━━━ ENTRIES PROVIDED ━━━
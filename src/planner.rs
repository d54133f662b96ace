//! Lowers the object model into the flat operation list.
//!
//! Most entities contribute their operations here, in a fixed pass order;
//! the thread-layout pass has already contributed the operations that fall
//! out of placing things in memory (IPC-buffer maps, gp-memory-info
//! frames). The final stable sort puts the combined list into execution
//! order.

use crate::context::Context;
use crate::error::Error;
use crate::ops::{
    self, BinaryChunkLoadOp, CNodeCreateOp, CapCreateOp, CopyOp, MintOp, Operation,
    PassGpUntypedsOp, TcbSetupOp, TcbStartOp,
};

pub fn plan(ctx: &mut Context) -> Result<(), Error> {
    plan_cap_creates(ctx)?;
    plan_cnode_creates(ctx);
    plan_mints(ctx);
    plan_copies(ctx)?;
    plan_paging(ctx)?;
    plan_binary_chunk_loads(ctx);
    plan_tcb_setups(ctx);
    plan_pass_gp_untypeds(ctx);
    plan_tcb_starts(ctx);

    ops::sort_into_execution_order(&mut ctx.ops);
    log::debug!("planned {} operations", ctx.ops.len());
    Ok(())
}

/// One retype per cap declared under `caps`.
fn plan_cap_creates(ctx: &mut Context) -> Result<(), Error> {
    for name in &ctx.initial_caps {
        let cap = ctx.cap_table.get(name).expect("initial cap in table");
        let size_bits = ctx.sel4_info.object_size_bits(cap.kind, ctx.arch)?;
        ctx.ops.push(Operation::CapCreate(CapCreateOp {
            cap_type: cap.kind.sel4_object_name(ctx.arch),
            dest: cap.address,
            size_bits,
            bytes_required: 1 << size_bits,
        }));
    }
    Ok(())
}

/// CNodes retype into the scratch slot and then mutate into place; the pair
/// is carried as one operation so the allocator sees a single object of
/// `1 << (size + slot_bits)` bytes.
fn plan_cnode_creates(ctx: &mut Context) {
    let slot_bits = ctx.sel4_info.literals.slot_bits;
    for cnode in ctx.cnodes.values() {
        let address = ctx
            .cap_table
            .address_of(&cnode.name)
            .expect("cnode cap in table");
        ctx.ops.push(Operation::CNodeCreate(CNodeCreateOp {
            dest: address,
            size_bits: cnode.size_bits,
            guard: cnode.guard_bits,
            bytes_required: 1 << (cnode.size_bits + slot_bits),
        }));
    }
}

fn plan_mints(ctx: &mut Context) {
    for modification in ctx.cap_modifications.values() {
        let src = ctx
            .cap_table
            .address_of(&modification.src)
            .expect("mint source in table");
        let dest = ctx
            .cap_table
            .address_of(&modification.dest)
            .expect("mint dest in table");
        ctx.ops.push(Operation::Mint(MintOp {
            badge: modification.badge,
            src,
            dest,
            rights: crate::cap::rights_c_expr(&modification.rights),
        }));
    }
}

/// Copy every filled CNode slot from the flat table into its final home.
fn plan_copies(ctx: &mut Context) -> Result<(), Error> {
    for cnode in ctx.cnodes.values() {
        let dest_root = ctx
            .cap_table
            .address_of(&cnode.name)
            .expect("cnode cap in table");
        for (slot, cap_name) in &cnode.slots {
            let src = ctx.cap_table.get(cap_name).expect("slot cap in table");
            let copy = CopyOp::new(
                src.address,
                &src.name,
                src.kind.derivable(),
                dest_root,
                *slot,
                cnode.depth(),
            )?;
            ctx.ops.push(Operation::Copy(copy));
        }
    }
    Ok(())
}

/// Walk each vspace's paging tree, materialising caps for the structures and
/// emitting their create and map operations.
fn plan_paging(ctx: &mut Context) -> Result<(), Error> {
    for (vspace_name, tree) in &ctx.paging_trees {
        let vspace_addr = ctx
            .cap_table
            .address_of(vspace_name)
            .expect("vspace cap in table");
        tree.plan_ops(
            vspace_name,
            vspace_addr,
            &ctx.layout,
            ctx.arch,
            &ctx.sel4_info,
            &mut ctx.cap_table,
            &mut ctx.ops,
        )?;
    }
    Ok(())
}

fn plan_binary_chunk_loads(ctx: &mut Context) {
    for vspace in ctx.vspaces.values() {
        let vspace_addr = ctx
            .cap_table
            .address_of(&vspace.name)
            .expect("vspace cap in table");
        for chunk in &vspace.chunks {
            ctx.ops.push(Operation::BinaryChunkLoad(BinaryChunkLoadOp {
                src_vaddr_sym: chunk.start_symbol.clone(),
                dest_vaddr: chunk.dest_vaddr_aligned,
                length: chunk.total_length,
                dest_vspace: vspace_addr,
            }));
        }
    }
}

fn plan_tcb_setups(ctx: &mut Context) {
    for thread in ctx.threads.values() {
        let address_of = |name: &str| {
            ctx.cap_table
                .address_of(name)
                .expect("thread references checked at ingestion")
        };
        ctx.ops.push(Operation::TcbSetup(TcbSetupOp {
            tcb: address_of(&thread.name),
            cspace: address_of(&thread.cspace),
            vspace: address_of(&thread.vspace),
            ipc_buffer: address_of(&thread.ipc_buffer),
            ipc_buffer_addr: thread.ipc_buffer_addr,
            entry_addr: thread.entry_addr,
            stack_pointer_addr: thread.stack_pointer_addr,
            arg0: thread.arg0,
            arg1: thread.arg1,
            arg2: thread.arg2,
        }));
    }
}

fn plan_pass_gp_untypeds(ctx: &mut Context) {
    let cnode_name = match &ctx.gp_untypeds_cnode {
        Some(name) => name,
        None => return,
    };
    let cnode = &ctx.cnodes[cnode_name.as_str()];
    let range = cnode.gp_untypeds.expect("range set with the designation");
    let address = ctx
        .cap_table
        .address_of(cnode_name)
        .expect("cnode cap in table");
    ctx.ops.push(Operation::PassGpUntypeds(PassGpUntypedsOp {
        cnode_dest: address,
        start_slot: range.start_slot,
        end_slot: range.end_slot,
        cnode_depth: cnode.depth(),
    }));
}

fn plan_tcb_starts(ctx: &mut Context) {
    for thread in ctx.threads.values() {
        let tcb = ctx
            .cap_table
            .address_of(&thread.name)
            .expect("tcb cap in table");
        ctx.ops.push(Operation::TcbStart(TcbStartOp { tcb }));
    }
}

#[cfg(test)]
mod tests {
    use super::*;
    use crate::config;
    use crate::test_support::test_context;

    fn plan_from_yaml(yaml: &str) -> Context {
        let mut ctx = test_context();
        let doc: serde_yaml::Value = serde_yaml::from_str(yaml).unwrap();
        config::ingest(&mut ctx, &doc).unwrap();
        plan(&mut ctx).unwrap();
        ctx
    }

    #[test]
    fn single_endpoint_mint_produces_a_create_then_a_mint() {
        let ctx = plan_from_yaml(
            "caps:\n  ep: endpoint\ncap_modifications:\n  ep2:\n    original: ep\n    rights: [read, write]\n    badge: 42\n",
        );
        assert_eq!(ctx.cap_table.slots_required(), 3);

        let entries: Vec<String> = ctx.ops.iter().flat_map(|op| op.c_entries()).collect();
        assert_eq!(
            entries,
            vec![
                "{CREATE_OP, .create_op = {.cap_type=seL4_EndpointObject, .bytes_required=16, \
                 .dest=1, .size_bits=4}}",
                "{MINT_OP, .mint_op = {.badge=42, .src=1, .dest=2, \
                 .rights=(CAP_ALLOW_READ | CAP_ALLOW_WRITE)}}",
            ]
        );
    }

    #[test]
    fn cnode_with_a_filled_slot_creates_mutates_then_copies() {
        let ctx = plan_from_yaml(
            "caps:\n  ep: endpoint\ncnodes:\n  c:\n    size: 4\n    guard: 0\n    1: ep\n",
        );

        let entries: Vec<String> = ctx.ops.iter().flat_map(|op| op.c_entries()).collect();
        // The cnode needs 1 << (4 + 5) = 512 bytes, more than the endpoint's
        // 16, so its create comes first.
        assert_eq!(
            entries,
            vec![
                "{CREATE_OP, .create_op = {.cap_type=seL4_CapTableObject, .bytes_required=512, \
                 .dest=0, .size_bits=4}}",
                "{MUTATE_OP, .mutate_op = {.guard=0, .src=0, .dest=2}}",
                "{CREATE_OP, .create_op = {.cap_type=seL4_EndpointObject, .bytes_required=16, \
                 .dest=1, .size_bits=4}}",
                "{COPY_OP, .copy_op = {.src=1, .dest_root=2, .dest_index=1, .dest_depth=4}}",
            ]
        );
    }

    #[test]
    fn gp_untypeds_handoff_uses_the_cnode_depth() {
        let ctx = plan_from_yaml(
            "cnodes:\n  c:\n    size: 6\n    guard: 2\ngp_untypeds_cnode:\n  cnode: c\n  start_slot: 2\n  end_slot: 40\n",
        );
        let pass = ctx
            .ops
            .iter()
            .find_map(|op| match op {
                Operation::PassGpUntypeds(op) => Some(op.clone()),
                _ => None,
            })
            .expect("pass op planned");
        assert_eq!(pass.cnode_dest, 1);
        assert_eq!((pass.start_slot, pass.end_slot), (2, 40));
        assert_eq!(pass.cnode_depth, 8);
    }
}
━━━
Take the entries above and copy them exactly from the first line through the line with "fn plan_cnode_creates(ctx: &mut"; leave out every line after it.

# WRITTEN SOLUTION
filename src/planner.rs
repository d54133f662b96ace
//! Lowers the object model into the flat operation list.
//!
//! Most entities contribute their operations here, in a fixed pass order;
//! the thread-layout pass has already contributed the operations that fall
//! out of placing things in memory (IPC-buffer maps, gp-memory-info
//! frames). The final stable sort puts the combined list into execution
//! order.

use crate::context::Context;
use crate::error::Error;
use crate::ops::{
    self, BinaryChunkLoadOp, CNodeCreateOp, CapCreateOp, CopyOp, MintOp, Operation,
    PassGpUntypedsOp, TcbSetupOp, TcbStartOp,
};

pub fn plan(ctx: &mut Context) -> Result<(), Error> {
    plan_cap_creates(ctx)?;
    plan_cnode_creates(ctx);
    plan_mints(ctx);
    plan_copies(ctx)?;
    plan_paging(ctx)?;
    plan_binary_chunk_loads(ctx);
    plan_tcb_setups(ctx);
    plan_pass_gp_untypeds(ctx);
    plan_tcb_starts(ctx);

    ops::sort_into_execution_order(&mut ctx.ops);
    log::debug!("planned {} operations", ctx.ops.len());
    Ok(())
}

/// One retype per cap declared under `caps`.
fn plan_cap_creates(ctx: &mut Context) -> Result<(), Error> {
    for name in &ctx.initial_caps {
        let cap = ctx.cap_table.get(name).expect("initial cap in table");
        let size_bits = ctx.sel4_info.object_size_bits(cap.kind, ctx.arch)?;
        ctx.ops.push(Operation::CapCreate(CapCreateOp {
            cap_type: cap.kind.sel4_object_name(ctx.arch),
            dest: cap.address,
            size_bits,
            bytes_required: 1 << size_bits,
        }));
    }
    Ok(())
}

/// CNodes retype into the scratch slot and then mutate into place; the pair
/// is carried as one operation so the allocator sees a single object of
/// `1 << (size + slot_bits)` bytes.
fn plan_cnode_creates(ctx: &mut Context) {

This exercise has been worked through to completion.